Thursday, March 04, 2004
the algorithm
the baseball pod project

the algorithm asks a series of questions. the answer to each question is based on certain aspects of the right-now profile and informs both what questions will be asked next and what their answers will be. as it now stands:

1. what type of pitch does the pitcher throw?

the count, the pitcher's preferences, and the batter's strengths and weaknesses are the main factors in the answer of this question. manager and catcher come into play, as well as which pitches have been working, in the game overall, and in previous matchups with this batter. park also has an effect.

the answer to this question will inform all subsequent questions. batters have different abilities with respect to each type of pitch. eg: batter a swings at high fastballs 75% of the time, parking 3%.

2. is the pitch anywhere near the strike zone?

for some batters, the answer will almost always be yes. nobody is afraid of the power stroke of neifi perez. for others, the answer will frequently be no.

if the answer is no, the possibilities are (1) ball and (2) hit-by-pitch. if the answer is yes, go to question 3.

3. does the hitter swing?

pitch recognition and tendencies with each pitch are factors here. a general picture of questions 2 and 3 can be seen in each player's wal stat.

if the answer is no, the possibilities are (1) ball and (2) strike. if the answer is yes, go to question 4.

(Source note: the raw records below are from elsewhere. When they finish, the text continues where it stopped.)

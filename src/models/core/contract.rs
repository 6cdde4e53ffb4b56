//! Contract related domain models.
//!
//! Covers the compiled artifact a deployment starts from, the reference used to
//! call a deployed instance, and the results reported back to the user.

use alloy::{
	json_abi::{Function, JsonAbi},
	primitives::{Address, Bytes, TxHash, U256},
};
use serde::{Deserialize, Serialize};
use std::fmt;

/// Human readable ABI fragment of the two `RWAAsset` functions this client calls
pub const RWA_ASSET_ABI: [&str; 2] = [
	"function createAsset(string memory metadata, uint256 value) public returns (uint256)",
	"function getAsset(uint256 assetId) public view returns (string memory, uint256, address)",
];

/// Compiler output for a single contract (Hardhat artifact format)
#[derive(Debug, Clone, Deserialize, Serialize, PartialEq)]
#[serde(rename_all = "camelCase")]
pub struct ContractArtifact {
	pub contract_name: String,
	#[serde(default)]
	pub source_name: Option<String>,
	pub abi: JsonAbi,
	/// Creation bytecode
	pub bytecode: Bytes,
}

impl ContractArtifact {
	/// Abstract contracts and interfaces carry no creation code
	pub fn is_deployable(&self) -> bool {
		!self.bytecode.is_empty()
	}

	/// Whether the contract takes constructor arguments
	pub fn has_constructor_inputs(&self) -> bool {
		self.abi
			.constructor
			.as_ref()
			.map(|constructor| !constructor.inputs.is_empty())
			.unwrap_or(false)
	}
}

/// A deployed contract together with the functions it is called through
#[derive(Debug, Clone, PartialEq)]
pub struct ContractReference {
	pub address: Address,
	pub interface: Vec<Function>,
}

impl ContractReference {
	/// Builds a reference from human readable function signatures
	///
	/// # Errors
	/// Returns the offending signature when it cannot be parsed
	pub fn new(address: Address, signatures: &[&str]) -> Result<Self, String> {
		let interface = signatures
			.iter()
			.map(|signature| {
				Function::parse(signature)
					.map_err(|e| format!("Invalid function signature '{}': {}", signature, e))
			})
			.collect::<Result<Vec<_>, _>>()?;

		Ok(Self { address, interface })
	}

	/// Reference to an `RWAAsset` deployment
	pub fn rwa_asset(address: Address) -> Result<Self, String> {
		Self::new(address, &RWA_ASSET_ABI)
	}

	pub fn function(&self, name: &str) -> Option<&Function> {
		self.interface.iter().find(|function| function.name == name)
	}
}

/// What the network reports for a confirmed transaction
#[derive(Debug, Clone, PartialEq, Eq, Serialize)]
pub struct TransactionOutcome {
	pub transaction_hash: TxHash,
	pub block_number: Option<u64>,
	pub gas_used: u64,
	pub status: bool,
	pub contract_address: Option<Address>,
}

/// Result of a contract deployment
#[derive(Debug, Clone, PartialEq, Eq, Serialize)]
pub struct DeploymentOutcome {
	pub contract_name: String,
	pub chain_id: u64,
	pub address: Address,
	pub transaction: TransactionOutcome,
}

/// Result of a `createAsset` call
#[derive(Debug, Clone, PartialEq, Eq, Serialize)]
pub struct AssetCreation {
	/// Id returned by simulating the call against the latest state. The mined
	/// id differs if another asset was created in between.
	pub asset_id: U256,
	pub transaction: TransactionOutcome,
}

/// An asset as stored by the contract
#[derive(Debug, Clone, PartialEq, Eq, Serialize)]
pub struct Asset {
	pub metadata: String,
	pub value: U256,
	pub owner: Address,
}

impl fmt::Display for Asset {
	fn fmt(&self, f: &mut fmt::Formatter<'_>) -> fmt::Result {
		write!(
			f,
			"metadata: {}, value: {}, owner: {}",
			self.metadata, self.value, self.owner
		)
	}
}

4. does the hitter make contact?

here we use a pitch-by-pitch version of the con stat. different players will have different contact abilities with different pitches.

if the answer is no, the result is a strike. if the answer is yes, the possibilites are (4.1) foul ball and (5) ball in play.

4.1 foul ball

possibilities are (1) strike, (2) out, and (3) nothing.

5. what kind of contact is it?

this is our current focus of research. there are three main categories: deep drive, line drive, and weak contact.

deep drives result in home runs, doubles, triples, and outs. factors are power, fly ball tendencies, and outfielders.

line drives result in doubles, triples, singles, and outs. main factors are power and fly ball tendences. fielders have less effect, varying chiefly in the ability to prevent extra bases. most double plays come from this category.

power and fly ball tendencies, incidentally, are influenced by hitters and pitchers. power is more of a hitter thing, but pitchers do have an effect. park has an effect on everything and is assumed to be a factor always.

weak contact includes bloops and ground balls. the infield and the speed of the runner are main factors. handedness affects speed to first. pop flies are included here as well.

that's it in a nutshell. i'm gonna eat breakfast.